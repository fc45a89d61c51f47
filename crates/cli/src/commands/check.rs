//! Check command: mount a gate once and report whether it lets the user in

use anyhow::Result;
use mealgate_core::GateState;
use std::time::Duration;

use crate::host::Host;
use crate::output::{terminal, CheckReport};

/// Returns `true` when the gate ends up `Allowed`.
pub fn run(host: &Host, path: &str, json: bool) -> Result<bool> {
    let report = evaluate(host, path);
    if json {
        println!("{}", serde_json::to_string_pretty(&report)?);
    } else {
        terminal::print_check(&report);
    }
    Ok(report.gate == GateState::Allowed)
}

/// Mounts, waits for the first refresh (bounded by the resolve timeout), unmounts.
pub fn evaluate(host: &Host, path: &str) -> CheckReport {
    let gate = host.mount(path);
    if gate.redirect().is_none() {
        let budget = host.options().resolve_timeout + Duration::from_secs(1);
        if !gate.wait_for_refreshes(1, budget) {
            tracing::warn!(path, "Gate did not refresh in time");
        }
    }

    let snapshot = gate.snapshot();
    let report = CheckReport {
        path: gate.path(),
        gate: gate.state(),
        view: gate.view(),
        fresh: snapshot.is_some_and(|s| s.is_fresh()),
        access: snapshot.map(|s| s.into_value()),
        redirect: gate.redirect(),
    };
    gate.unmount();
    report
}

+ + + + + + +

*TASK BRIEF*.
Please state how many lines in the records contain the word "Duration", and give only that number.

*TASK OUTPUT*.
2